From the first line of the material through the line containing "pub description: &'static", restate everything word for word and nothing more.
* * * *
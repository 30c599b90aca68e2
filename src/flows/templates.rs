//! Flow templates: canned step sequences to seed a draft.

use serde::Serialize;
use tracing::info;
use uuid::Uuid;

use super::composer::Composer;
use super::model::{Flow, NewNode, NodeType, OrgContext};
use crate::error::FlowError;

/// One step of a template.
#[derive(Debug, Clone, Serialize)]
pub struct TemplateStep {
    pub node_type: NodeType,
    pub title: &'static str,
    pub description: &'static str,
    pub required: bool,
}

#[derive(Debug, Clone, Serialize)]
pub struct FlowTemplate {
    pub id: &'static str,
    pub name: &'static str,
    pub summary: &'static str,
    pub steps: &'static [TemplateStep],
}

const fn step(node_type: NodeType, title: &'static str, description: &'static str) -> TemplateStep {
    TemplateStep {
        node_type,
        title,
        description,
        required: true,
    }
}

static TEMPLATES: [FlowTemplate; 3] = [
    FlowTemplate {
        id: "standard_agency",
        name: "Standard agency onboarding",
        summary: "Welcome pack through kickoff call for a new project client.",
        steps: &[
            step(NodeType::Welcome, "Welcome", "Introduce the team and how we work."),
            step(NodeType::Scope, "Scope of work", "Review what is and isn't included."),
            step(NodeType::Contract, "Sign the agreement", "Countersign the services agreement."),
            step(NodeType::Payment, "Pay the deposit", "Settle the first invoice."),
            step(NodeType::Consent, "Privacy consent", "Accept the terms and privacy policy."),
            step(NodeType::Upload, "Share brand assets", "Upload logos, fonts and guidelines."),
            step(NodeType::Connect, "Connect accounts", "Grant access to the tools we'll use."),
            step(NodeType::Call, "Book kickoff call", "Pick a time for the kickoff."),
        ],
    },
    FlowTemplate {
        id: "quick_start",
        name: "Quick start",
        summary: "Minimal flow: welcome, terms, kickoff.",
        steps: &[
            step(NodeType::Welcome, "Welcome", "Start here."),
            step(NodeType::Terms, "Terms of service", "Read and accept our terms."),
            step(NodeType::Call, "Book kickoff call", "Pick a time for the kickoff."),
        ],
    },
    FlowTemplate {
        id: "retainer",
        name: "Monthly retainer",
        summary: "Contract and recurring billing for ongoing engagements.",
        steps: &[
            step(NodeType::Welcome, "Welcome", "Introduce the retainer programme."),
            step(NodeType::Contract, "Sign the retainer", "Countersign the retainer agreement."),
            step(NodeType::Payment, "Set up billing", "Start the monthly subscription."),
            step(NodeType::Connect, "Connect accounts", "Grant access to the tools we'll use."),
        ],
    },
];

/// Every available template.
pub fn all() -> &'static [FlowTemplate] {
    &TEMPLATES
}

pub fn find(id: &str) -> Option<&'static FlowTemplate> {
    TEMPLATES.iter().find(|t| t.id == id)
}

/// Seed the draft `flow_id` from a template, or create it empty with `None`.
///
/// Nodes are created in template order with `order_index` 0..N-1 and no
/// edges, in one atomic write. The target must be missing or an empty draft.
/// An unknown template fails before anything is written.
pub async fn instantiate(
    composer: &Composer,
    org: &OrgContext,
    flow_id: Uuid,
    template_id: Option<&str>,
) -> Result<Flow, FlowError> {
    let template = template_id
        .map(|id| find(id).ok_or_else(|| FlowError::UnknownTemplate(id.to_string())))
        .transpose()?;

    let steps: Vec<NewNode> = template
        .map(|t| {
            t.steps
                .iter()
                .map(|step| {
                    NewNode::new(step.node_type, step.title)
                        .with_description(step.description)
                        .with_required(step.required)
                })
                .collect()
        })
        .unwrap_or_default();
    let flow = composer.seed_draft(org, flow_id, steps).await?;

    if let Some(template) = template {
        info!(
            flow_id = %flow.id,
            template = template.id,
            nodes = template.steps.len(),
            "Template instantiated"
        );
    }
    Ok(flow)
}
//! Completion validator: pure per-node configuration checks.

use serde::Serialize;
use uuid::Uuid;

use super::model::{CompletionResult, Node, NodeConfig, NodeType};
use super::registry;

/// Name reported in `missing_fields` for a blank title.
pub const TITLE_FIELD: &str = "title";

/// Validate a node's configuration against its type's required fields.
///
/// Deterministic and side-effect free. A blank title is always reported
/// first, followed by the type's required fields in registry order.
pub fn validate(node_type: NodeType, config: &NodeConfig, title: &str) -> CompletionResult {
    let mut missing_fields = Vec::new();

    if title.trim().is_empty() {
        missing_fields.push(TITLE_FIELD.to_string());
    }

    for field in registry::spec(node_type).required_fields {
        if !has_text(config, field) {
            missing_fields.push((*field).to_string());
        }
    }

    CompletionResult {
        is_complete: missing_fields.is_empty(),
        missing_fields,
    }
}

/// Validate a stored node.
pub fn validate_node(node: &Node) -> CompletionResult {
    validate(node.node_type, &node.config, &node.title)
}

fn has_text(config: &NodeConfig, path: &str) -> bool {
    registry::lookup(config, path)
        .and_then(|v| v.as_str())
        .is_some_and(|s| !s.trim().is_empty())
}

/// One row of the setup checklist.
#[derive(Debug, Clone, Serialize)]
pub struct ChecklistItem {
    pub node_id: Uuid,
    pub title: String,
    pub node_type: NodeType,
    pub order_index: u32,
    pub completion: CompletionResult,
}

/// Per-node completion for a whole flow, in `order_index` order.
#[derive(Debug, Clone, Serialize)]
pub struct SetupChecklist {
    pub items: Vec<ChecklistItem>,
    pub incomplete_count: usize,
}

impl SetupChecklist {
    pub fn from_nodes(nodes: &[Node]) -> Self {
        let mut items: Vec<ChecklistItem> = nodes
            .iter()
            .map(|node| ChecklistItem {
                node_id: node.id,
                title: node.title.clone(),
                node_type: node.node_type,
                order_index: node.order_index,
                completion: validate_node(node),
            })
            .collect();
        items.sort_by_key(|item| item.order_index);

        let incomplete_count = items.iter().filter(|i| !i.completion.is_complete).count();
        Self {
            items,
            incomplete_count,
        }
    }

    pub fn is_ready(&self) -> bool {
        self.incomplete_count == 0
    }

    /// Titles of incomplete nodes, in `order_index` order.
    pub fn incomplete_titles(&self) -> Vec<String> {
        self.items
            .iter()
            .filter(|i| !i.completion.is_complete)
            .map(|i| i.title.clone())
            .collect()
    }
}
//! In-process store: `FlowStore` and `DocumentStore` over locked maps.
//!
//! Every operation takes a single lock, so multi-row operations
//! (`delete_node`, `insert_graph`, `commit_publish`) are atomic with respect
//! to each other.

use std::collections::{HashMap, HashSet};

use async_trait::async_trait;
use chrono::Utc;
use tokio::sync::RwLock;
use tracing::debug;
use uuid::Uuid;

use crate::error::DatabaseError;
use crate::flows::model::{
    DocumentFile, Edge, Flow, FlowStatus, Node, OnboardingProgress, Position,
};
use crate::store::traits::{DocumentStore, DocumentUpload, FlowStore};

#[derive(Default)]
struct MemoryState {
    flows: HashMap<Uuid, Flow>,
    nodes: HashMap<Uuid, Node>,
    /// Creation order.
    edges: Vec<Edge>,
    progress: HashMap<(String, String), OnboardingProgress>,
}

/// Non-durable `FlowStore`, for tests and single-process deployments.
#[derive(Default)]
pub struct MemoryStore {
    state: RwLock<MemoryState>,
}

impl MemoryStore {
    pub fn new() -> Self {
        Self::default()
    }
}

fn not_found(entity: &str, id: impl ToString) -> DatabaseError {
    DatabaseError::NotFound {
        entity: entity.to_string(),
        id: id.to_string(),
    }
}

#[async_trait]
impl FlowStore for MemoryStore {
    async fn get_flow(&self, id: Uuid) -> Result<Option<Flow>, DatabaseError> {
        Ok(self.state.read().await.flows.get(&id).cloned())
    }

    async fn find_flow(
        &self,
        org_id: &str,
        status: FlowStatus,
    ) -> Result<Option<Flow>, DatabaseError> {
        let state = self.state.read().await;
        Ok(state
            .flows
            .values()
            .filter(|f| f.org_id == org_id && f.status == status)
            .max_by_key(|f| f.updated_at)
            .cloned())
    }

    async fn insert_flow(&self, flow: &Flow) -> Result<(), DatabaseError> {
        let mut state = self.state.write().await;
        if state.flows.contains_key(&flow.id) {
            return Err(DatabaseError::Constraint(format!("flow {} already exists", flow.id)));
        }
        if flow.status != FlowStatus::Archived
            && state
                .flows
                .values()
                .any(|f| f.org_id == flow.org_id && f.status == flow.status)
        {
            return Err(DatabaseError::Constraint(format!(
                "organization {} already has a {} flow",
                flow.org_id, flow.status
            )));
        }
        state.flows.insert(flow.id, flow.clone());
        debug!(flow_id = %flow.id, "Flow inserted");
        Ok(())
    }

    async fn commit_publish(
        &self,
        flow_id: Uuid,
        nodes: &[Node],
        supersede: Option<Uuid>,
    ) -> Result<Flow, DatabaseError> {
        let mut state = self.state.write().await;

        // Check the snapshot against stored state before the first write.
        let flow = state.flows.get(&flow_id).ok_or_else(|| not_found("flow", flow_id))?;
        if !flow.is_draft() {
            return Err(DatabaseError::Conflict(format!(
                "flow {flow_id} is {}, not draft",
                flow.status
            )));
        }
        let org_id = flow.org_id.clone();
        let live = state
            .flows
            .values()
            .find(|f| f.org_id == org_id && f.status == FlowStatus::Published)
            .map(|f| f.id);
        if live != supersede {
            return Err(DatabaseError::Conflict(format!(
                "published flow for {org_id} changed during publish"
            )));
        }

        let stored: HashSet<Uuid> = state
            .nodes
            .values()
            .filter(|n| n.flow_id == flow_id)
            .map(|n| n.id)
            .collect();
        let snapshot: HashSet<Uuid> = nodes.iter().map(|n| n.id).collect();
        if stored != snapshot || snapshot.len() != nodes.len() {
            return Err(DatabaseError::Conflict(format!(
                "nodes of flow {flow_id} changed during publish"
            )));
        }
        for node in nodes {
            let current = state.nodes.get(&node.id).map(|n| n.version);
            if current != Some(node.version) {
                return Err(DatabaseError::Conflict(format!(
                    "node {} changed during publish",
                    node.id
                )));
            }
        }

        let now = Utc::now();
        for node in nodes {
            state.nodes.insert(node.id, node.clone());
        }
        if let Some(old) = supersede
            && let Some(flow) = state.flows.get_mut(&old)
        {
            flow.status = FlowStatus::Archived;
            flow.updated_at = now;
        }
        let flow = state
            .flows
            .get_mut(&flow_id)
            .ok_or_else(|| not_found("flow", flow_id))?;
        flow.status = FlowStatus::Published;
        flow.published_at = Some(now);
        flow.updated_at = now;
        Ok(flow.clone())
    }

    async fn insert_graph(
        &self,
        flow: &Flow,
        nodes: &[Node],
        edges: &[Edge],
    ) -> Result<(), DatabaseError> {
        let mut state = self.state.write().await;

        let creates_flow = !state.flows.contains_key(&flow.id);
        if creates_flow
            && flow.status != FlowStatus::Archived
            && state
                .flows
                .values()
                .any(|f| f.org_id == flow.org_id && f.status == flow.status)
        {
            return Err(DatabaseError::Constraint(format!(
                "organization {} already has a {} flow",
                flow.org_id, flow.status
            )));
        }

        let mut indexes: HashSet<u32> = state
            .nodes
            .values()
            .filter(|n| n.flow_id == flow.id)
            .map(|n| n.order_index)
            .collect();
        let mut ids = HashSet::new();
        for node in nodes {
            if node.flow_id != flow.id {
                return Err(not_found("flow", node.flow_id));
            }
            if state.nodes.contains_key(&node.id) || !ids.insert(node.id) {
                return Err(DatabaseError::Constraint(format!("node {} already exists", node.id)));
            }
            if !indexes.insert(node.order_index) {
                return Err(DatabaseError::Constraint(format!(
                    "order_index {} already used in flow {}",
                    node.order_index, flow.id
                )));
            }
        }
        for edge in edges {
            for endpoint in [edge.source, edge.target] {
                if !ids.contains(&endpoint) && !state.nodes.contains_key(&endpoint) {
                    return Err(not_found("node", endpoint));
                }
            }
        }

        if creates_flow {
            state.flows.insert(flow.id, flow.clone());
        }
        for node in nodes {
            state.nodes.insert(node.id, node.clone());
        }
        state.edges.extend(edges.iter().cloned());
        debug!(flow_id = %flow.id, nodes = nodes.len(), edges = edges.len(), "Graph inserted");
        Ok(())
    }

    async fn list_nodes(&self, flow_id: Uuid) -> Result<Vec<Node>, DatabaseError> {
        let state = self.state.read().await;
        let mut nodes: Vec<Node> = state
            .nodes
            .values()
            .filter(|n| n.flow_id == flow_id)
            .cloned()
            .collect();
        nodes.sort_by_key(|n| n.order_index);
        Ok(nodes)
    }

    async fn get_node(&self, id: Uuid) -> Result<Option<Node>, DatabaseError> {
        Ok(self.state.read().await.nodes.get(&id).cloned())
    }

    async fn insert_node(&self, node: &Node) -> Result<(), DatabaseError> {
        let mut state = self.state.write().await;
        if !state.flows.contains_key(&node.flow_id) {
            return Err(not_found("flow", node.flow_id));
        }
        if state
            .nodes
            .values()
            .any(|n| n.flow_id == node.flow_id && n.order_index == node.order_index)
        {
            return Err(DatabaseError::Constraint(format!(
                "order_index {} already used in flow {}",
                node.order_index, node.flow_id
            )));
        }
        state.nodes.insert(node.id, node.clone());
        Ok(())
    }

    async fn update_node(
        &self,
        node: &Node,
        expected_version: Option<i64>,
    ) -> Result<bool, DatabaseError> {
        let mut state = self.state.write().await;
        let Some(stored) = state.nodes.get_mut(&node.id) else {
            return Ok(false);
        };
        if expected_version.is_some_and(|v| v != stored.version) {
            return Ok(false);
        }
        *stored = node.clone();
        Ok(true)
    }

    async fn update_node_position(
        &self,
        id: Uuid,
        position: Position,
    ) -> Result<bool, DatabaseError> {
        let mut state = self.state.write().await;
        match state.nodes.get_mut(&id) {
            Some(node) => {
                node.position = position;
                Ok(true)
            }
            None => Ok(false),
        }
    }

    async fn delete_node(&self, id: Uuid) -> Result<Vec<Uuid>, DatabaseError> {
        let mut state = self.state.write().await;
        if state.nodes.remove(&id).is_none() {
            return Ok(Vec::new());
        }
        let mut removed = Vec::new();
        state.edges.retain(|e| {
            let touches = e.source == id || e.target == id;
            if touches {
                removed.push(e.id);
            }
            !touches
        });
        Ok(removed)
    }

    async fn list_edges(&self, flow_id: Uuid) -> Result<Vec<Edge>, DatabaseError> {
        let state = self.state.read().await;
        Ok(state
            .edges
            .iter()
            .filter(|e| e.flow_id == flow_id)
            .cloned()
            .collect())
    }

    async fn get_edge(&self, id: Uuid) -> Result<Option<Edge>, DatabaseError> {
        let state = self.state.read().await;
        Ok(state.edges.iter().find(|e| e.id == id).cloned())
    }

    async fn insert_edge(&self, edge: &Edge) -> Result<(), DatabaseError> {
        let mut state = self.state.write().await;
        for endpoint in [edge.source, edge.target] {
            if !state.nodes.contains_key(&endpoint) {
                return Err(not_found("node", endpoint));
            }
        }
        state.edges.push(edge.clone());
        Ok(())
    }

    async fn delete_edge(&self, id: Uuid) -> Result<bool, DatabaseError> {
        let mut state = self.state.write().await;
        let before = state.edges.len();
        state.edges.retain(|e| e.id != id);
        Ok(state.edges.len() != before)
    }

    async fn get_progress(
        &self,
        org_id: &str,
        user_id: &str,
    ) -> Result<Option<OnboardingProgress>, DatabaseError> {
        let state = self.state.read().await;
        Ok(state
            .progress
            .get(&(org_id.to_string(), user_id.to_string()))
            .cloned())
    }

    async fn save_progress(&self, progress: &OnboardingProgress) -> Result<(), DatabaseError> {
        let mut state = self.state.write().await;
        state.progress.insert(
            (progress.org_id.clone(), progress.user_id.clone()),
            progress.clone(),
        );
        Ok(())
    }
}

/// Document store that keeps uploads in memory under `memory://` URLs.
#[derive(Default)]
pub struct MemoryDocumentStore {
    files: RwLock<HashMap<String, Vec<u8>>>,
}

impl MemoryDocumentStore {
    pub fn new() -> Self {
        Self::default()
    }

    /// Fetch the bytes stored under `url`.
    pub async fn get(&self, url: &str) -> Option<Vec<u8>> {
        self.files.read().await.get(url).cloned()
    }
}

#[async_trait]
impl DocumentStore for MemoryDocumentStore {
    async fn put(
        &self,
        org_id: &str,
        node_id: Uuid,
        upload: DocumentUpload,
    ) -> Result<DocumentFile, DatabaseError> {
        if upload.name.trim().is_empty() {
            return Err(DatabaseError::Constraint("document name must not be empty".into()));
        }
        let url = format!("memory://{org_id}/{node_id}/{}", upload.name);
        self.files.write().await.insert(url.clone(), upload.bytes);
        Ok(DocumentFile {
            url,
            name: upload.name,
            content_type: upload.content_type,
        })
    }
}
* * * *
__Response area__:
repository 30c599b90aca68e2
filename src/flows/templates.rs
//! Flow templates: canned step sequences to seed a draft.

use serde::Serialize;
use tracing::info;
use uuid::Uuid;

use super::composer::Composer;
use super::model::{Flow, NewNode, NodeType, OrgContext};
use crate::error::FlowError;

/// One step of a template.
#[derive(Debug, Clone, Serialize)]
pub struct TemplateStep {
    pub node_type: NodeType,
    pub title: &'static str,
    pub description: &'static str,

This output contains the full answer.